Which of the lines in the data below contain the string "InvoiceServiceTrait"? Copy each of them.
─── PROVIDED RECORDS
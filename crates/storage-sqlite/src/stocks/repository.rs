//! SQLite-backed implementation of the stock repository.
//!
//! Buys and sells run as one write job: the cash settlement, the position
//! upsert (or delete at zero shares) and the trade event append commit
//! together or not at all.

use std::sync::Arc;

use async_trait::async_trait;
use diesel::prelude::*;
use diesel::sqlite::SqliteConnection;
use uuid::Uuid;

use finbooks_core::errors::Result;
use finbooks_core::stocks::{
    BuyOrder, BuyOutcome, DividendRecord, SellOrder, SellOutcome, StockPosition,
    StockRepositoryTrait, StockTransaction, StockTransactionType,
};

use super::model::{StockPositionDB, StockTransactionDB};
use crate::cash::repository::{load_or_create_account, save_account};
use crate::db::{get_connection, DbPool, WriteHandle};
use crate::errors::IntoCore;
use crate::schema::{stock_positions, stock_transactions};

pub struct StockRepository {
    pool: Arc<DbPool>,
    writer: WriteHandle,
}

impl StockRepository {
    pub fn new(pool: Arc<DbPool>, writer: WriteHandle) -> Self {
        Self { pool, writer }
    }
}

fn load_position(
    conn: &mut SqliteConnection,
    user_id: &str,
    symbol: &str,
) -> Result<Option<StockPosition>> {
    let row = stock_positions::table
        .filter(stock_positions::user_id.eq(user_id))
        .filter(stock_positions::symbol.eq(symbol))
        .first::<StockPositionDB>(conn)
        .optional()
        .into_core()?;
    Ok(row.map(StockPosition::from))
}

fn insert_event(conn: &mut SqliteConnection, transaction: &StockTransaction) -> Result<()> {
    diesel::insert_into(stock_transactions::table)
        .values(StockTransactionDB::from(transaction))
        .execute(conn)
        .into_core()?;
    Ok(())
}

#[async_trait]
impl StockRepositoryTrait for StockRepository {
    async fn execute_buy(&self, order: BuyOrder) -> Result<BuyOutcome> {
        self.writer
            .exec(move |conn| {
                let total = order.total_amount();
                let date = order.effective_date();

                // Insufficient funds rejects before anything is written.
                let mut account = load_or_create_account(conn, &order.user_id)?;
                account.apply_withdrawal(total)?;
                save_account(conn, &account)?;

                let position = match load_position(conn, &order.user_id, &order.symbol)? {
                    Some(mut position) => {
                        position.apply_buy(order.shares, order.price_per_share);
                        diesel::update(stock_positions::table.find(&position.id))
                            .set(StockPositionDB::from(&position))
                            .execute(conn)
                            .into_core()?;
                        position
                    }
                    None => {
                        let position = StockPosition {
                            id: Uuid::new_v4().to_string(),
                            user_id: order.user_id.clone(),
                            symbol: order.symbol.clone(),
                            company_name: order.company_name.clone(),
                            total_shares: order.shares,
                            avg_buy_price: order.price_per_share,
                            total_invested: total,
                        };
                        diesel::insert_into(stock_positions::table)
                            .values(StockPositionDB::from(&position))
                            .execute(conn)
                            .into_core()?;
                        position
                    }
                };

                let transaction = StockTransaction {
                    id: Uuid::new_v4().to_string(),
                    user_id: order.user_id.clone(),
                    symbol: order.symbol.clone(),
                    company_name: position.company_name.clone(),
                    transaction_type: StockTransactionType::Buy,
                    shares: order.shares,
                    price_per_share: order.price_per_share,
                    total_amount: total,
                    profit_loss: None,
                    avg_cost_basis: None,
                    transaction_date: date,
                };
                insert_event(conn, &transaction)?;

                Ok(BuyOutcome {
                    position,
                    transaction,
                })
            })
            .await
    }

    async fn execute_sell(&self, order: SellOrder) -> Result<SellOutcome> {
        self.writer
            .exec(move |conn| {
                use finbooks_core::errors::{Error, PositionError};

                let date = order.effective_date();

                let mut position = load_position(conn, &order.user_id, &order.symbol)?
                    .ok_or_else(|| {
                        Error::Position(PositionError::PositionNotFound(order.symbol.clone()))
                    })?;

                let outcome = position.sale(order.shares, order.price_per_share)?;
                let avg_cost_basis = position.avg_buy_price;
                position.apply_sale(&outcome);

                if outcome.closes_position {
                    diesel::delete(stock_positions::table.find(&position.id))
                        .execute(conn)
                        .into_core()?;
                } else {
                    diesel::update(stock_positions::table.find(&position.id))
                        .set(StockPositionDB::from(&position))
                        .execute(conn)
                        .into_core()?;
                }

                let mut account = load_or_create_account(conn, &order.user_id)?;
                account.apply_deposit(outcome.proceeds);
                save_account(conn, &account)?;

                let transaction = StockTransaction {
                    id: Uuid::new_v4().to_string(),
                    user_id: order.user_id.clone(),
                    symbol: order.symbol.clone(),
                    company_name: position.company_name.clone(),
                    transaction_type: StockTransactionType::Sell,
                    shares: order.shares,
                    price_per_share: order.price_per_share,
                    total_amount: outcome.proceeds,
                    profit_loss: Some(outcome.profit_loss),
                    avg_cost_basis: Some(avg_cost_basis),
                    transaction_date: date,
                };
                insert_event(conn, &transaction)?;

                Ok(SellOutcome {
                    position: if outcome.closes_position {
                        None
                    } else {
                        Some(position)
                    },
                    transaction,
                    profit_loss: outcome.profit_loss,
                })
            })
            .await
    }

    async fn record_dividend(&self, dividend: DividendRecord) -> Result<StockTransaction> {
        self.writer
            .exec(move |conn| {
                let date = dividend.effective_date();

                // The dividend row carries the amount as shares at a unit
                // price so the gross value reads back as the amount itself.
                let company_name = load_position(conn, &dividend.user_id, &dividend.symbol)?
                    .map(|p| p.company_name)
                    .unwrap_or_else(|| dividend.symbol.clone());

                let transaction = StockTransaction {
                    id: Uuid::new_v4().to_string(),
                    user_id: dividend.user_id.clone(),
                    symbol: dividend.symbol.clone(),
                    company_name,
                    transaction_type: StockTransactionType::Dividend,
                    shares: dividend.amount,
                    price_per_share: rust_decimal::Decimal::ONE,
                    total_amount: dividend.amount,
                    profit_loss: None,
                    avg_cost_basis: None,
                    transaction_date: date,
                };
                insert_event(conn, &transaction)?;

                Ok(transaction)
            })
            .await
    }

    fn get_positions(&self, user_id: &str) -> Result<Vec<StockPosition>> {
        let mut conn = get_connection(&self.pool)?;
        let rows = stock_positions::table
            .filter(stock_positions::user_id.eq(user_id))
            .order(stock_positions::symbol.asc())
            .load::<StockPositionDB>(&mut conn)
            .into_core()?;
        Ok(rows.into_iter().map(StockPosition::from).collect())
    }

    fn list_transactions(&self, user_id: &str) -> Result<Vec<StockTransaction>> {
        let mut conn = get_connection(&self.pool)?;
        stock_transactions::table
            .filter(stock_transactions::user_id.eq(user_id))
            .order(stock_transactions::transaction_date.desc())
            .load::<StockTransactionDB>(&mut conn)
            .into_core()?
            .into_iter()
            .map(StockTransaction::try_from)
            .collect()
    }
}
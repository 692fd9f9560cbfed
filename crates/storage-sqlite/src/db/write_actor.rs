//! Single-writer actor.
//!
//! All mutations funnel through one dedicated connection processed serially,
//! each job inside its own immediate transaction. This removes the lost-update
//! risk of concurrent read-modify-write on positions and balances, and makes
//! the position/event/cash write sequence of a mutation atomic.

use super::DbPool;
use crate::errors::StorageError;
use diesel::{Connection, SqliteConnection};
use finbooks_core::errors::Result;
use std::any::Any;
use tokio::sync::{mpsc, oneshot};

// A job takes the writer's connection and returns a core Result. Box<dyn Any>
// erases the per-job return type across the channel.
type Job<T> = Box<dyn FnOnce(&mut SqliteConnection) -> Result<T> + Send + 'static>;

/// Handle for sending jobs to the writer actor.
#[derive(Clone)]
pub struct WriteHandle {
    #[allow(clippy::type_complexity)]
    tx: mpsc::Sender<(
        Job<Box<dyn Any + Send + 'static>>,
        oneshot::Sender<Result<Box<dyn Any + Send + 'static>>>,
    )>,
}

impl WriteHandle {
    /// Executes a database job on the writer actor's dedicated connection,
    /// inside one immediate transaction.
    pub async fn exec<F, T>(&self, job: F) -> Result<T>
    where
        F: FnOnce(&mut SqliteConnection) -> Result<T> + Send + 'static,
        T: Send + 'static + Any,
    {
        let (ret_tx, ret_rx) = oneshot::channel();

        self.tx
            .send((
                Box::new(move |c| job(c).map(|v| Box::new(v) as Box<dyn Any + Send>)),
                ret_tx,
            ))
            .await
            .expect("Writer actor's receiving channel was closed, indicating the actor stopped.");

        ret_rx
            .await
            .expect("Writer actor dropped the reply sender without sending a result.")
            .map(|boxed: Box<dyn Any + Send + 'static>| {
                *boxed
                    .downcast::<T>()
                    .unwrap_or_else(|_| panic!("Failed to downcast writer actor result."))
            })
    }
}

/// Spawns a background Tokio task that acts as the single writer to the
/// database. The actor owns one connection from the pool and processes write
/// jobs serially.
pub fn spawn_writer(pool: std::sync::Arc<DbPool>) -> WriteHandle {
    let (tx, mut rx) = mpsc::channel::<(
        Job<Box<dyn Any + Send + 'static>>,
        oneshot::Sender<Result<Box<dyn Any + Send + 'static>>>,
    )>(1024);

    tokio::spawn(async move {
        let mut conn = pool
            .get()
            .expect("Failed to get a connection from the DB pool for the writer actor.");

        while let Some((job, reply_tx)) = rx.recv().await {
            // Run the job inside an immediate transaction. A core error from
            // the job rolls the transaction back and is returned unchanged.
            let result: Result<Box<dyn Any + Send + 'static>> = conn
                .immediate_transaction::<_, StorageError, _>(|c| {
                    job(c).map_err(StorageError::from)
                })
                .map_err(|e: StorageError| e.into());

            // Ignore error if the receiver has dropped.
            let _ = reply_tx.send(result);
        }
        // rx.recv() returning None means every WriteHandle was dropped.
    });

    WriteHandle { tx }
}
pub mod repository;

pub use repository::BooksRepository;
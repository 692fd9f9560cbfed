use log::debug;
use std::sync::Arc;

use super::invoices_model::{Invoice, InvoiceStatus, NewInvoice};
use super::invoices_traits::{InvoiceRepositoryTrait, InvoiceServiceTrait};
use crate::errors::Result;

/// Service for invoice rows.
pub struct InvoiceService {
    repository: Arc<dyn InvoiceRepositoryTrait>,
}

impl InvoiceService {
    pub fn new(repository: Arc<dyn InvoiceRepositoryTrait>) -> Self {
        Self { repository }
    }
}

#[async_trait::async_trait]
impl InvoiceServiceTrait for InvoiceService {
    async fn create_invoice(&self, new_invoice: NewInvoice) -> Result<Invoice> {
        debug!(
            "Creating {} invoice {} for user {}",
            new_invoice.invoice_type.as_str(),
            new_invoice.invoice_number,
            new_invoice.user_id
        );
        new_invoice.validate()?;
        self.repository.create(new_invoice).await
    }

    async fn update_status(&self, invoice_id: &str, status: InvoiceStatus) -> Result<Invoice> {
        debug!("Moving invoice {} to status {}", invoice_id, status);
        self.repository.update_status(invoice_id, status).await
    }

    async fn delete_invoice(&self, invoice_id: &str) -> Result<()> {
        self.repository.delete(invoice_id).await?;
        Ok(())
    }

    fn get_invoice(&self, invoice_id: &str) -> Result<Invoice> {
        self.repository.get_by_id(invoice_id)
    }

    fn list_invoices(&self, user_id: &str) -> Result<Vec<Invoice>> {
        self.repository.list(user_id)
    }
}
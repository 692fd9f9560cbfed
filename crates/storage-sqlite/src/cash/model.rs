//! Database models for cash accounts and transactions.

use chrono::NaiveDate;
use diesel::prelude::*;

use finbooks_core::cash::{CashAccount, CashTransaction};
use finbooks_core::errors::{Error, Result};

use crate::utils::{decimal_to_f64, f64_to_decimal};

#[derive(Queryable, Identifiable, Insertable, AsChangeset, Selectable, Clone, Debug)]
#[diesel(table_name = crate::schema::cash_accounts)]
#[diesel(check_for_backend(diesel::sqlite::Sqlite))]
pub struct CashAccountDB {
    pub id: String,
    pub user_id: String,
    pub balance: f64,
}

impl From<CashAccountDB> for CashAccount {
    fn from(db: CashAccountDB) -> Self {
        CashAccount {
            id: db.id,
            user_id: db.user_id,
            balance: f64_to_decimal(db.balance),
        }
    }
}

impl From<&CashAccount> for CashAccountDB {
    fn from(account: &CashAccount) -> Self {
        CashAccountDB {
            id: account.id.clone(),
            user_id: account.user_id.clone(),
            balance: decimal_to_f64(account.balance),
        }
    }
}

#[derive(Queryable, Identifiable, Insertable, AsChangeset, Selectable, Clone, Debug)]
#[diesel(table_name = crate::schema::cash_transactions)]
#[diesel(check_for_backend(diesel::sqlite::Sqlite))]
pub struct CashTransactionDB {
    pub id: String,
    pub user_id: String,
    pub transaction_type: String,
    pub amount: f64,
    pub category: String,
    pub description: Option<String>,
    pub date: NaiveDate,
}

impl TryFrom<CashTransactionDB> for CashTransaction {
    type Error = Error;

    fn try_from(db: CashTransactionDB) -> Result<Self> {
        Ok(CashTransaction {
            id: db.id,
            user_id: db.user_id,
            transaction_type: db.transaction_type.parse()?,
            amount: f64_to_decimal(db.amount),
            category: db.category,
            description: db.description,
            date: db.date,
        })
    }
}

impl From<&CashTransaction> for CashTransactionDB {
    fn from(transaction: &CashTransaction) -> Self {
        CashTransactionDB {
            id: transaction.id.clone(),
            user_id: transaction.user_id.clone(),
            transaction_type: transaction.transaction_type.as_str().to_string(),
            amount: decimal_to_f64(transaction.amount),
            category: transaction.category.clone(),
            description: transaction.description.clone(),
            date: transaction.date,
        }
    }
}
──────
*SOLUTION FOR THIS EXERCISE*
use super::invoices_traits::{InvoiceRepositoryTrait, InvoiceServiceTrait};
impl InvoiceServiceTrait for InvoiceService {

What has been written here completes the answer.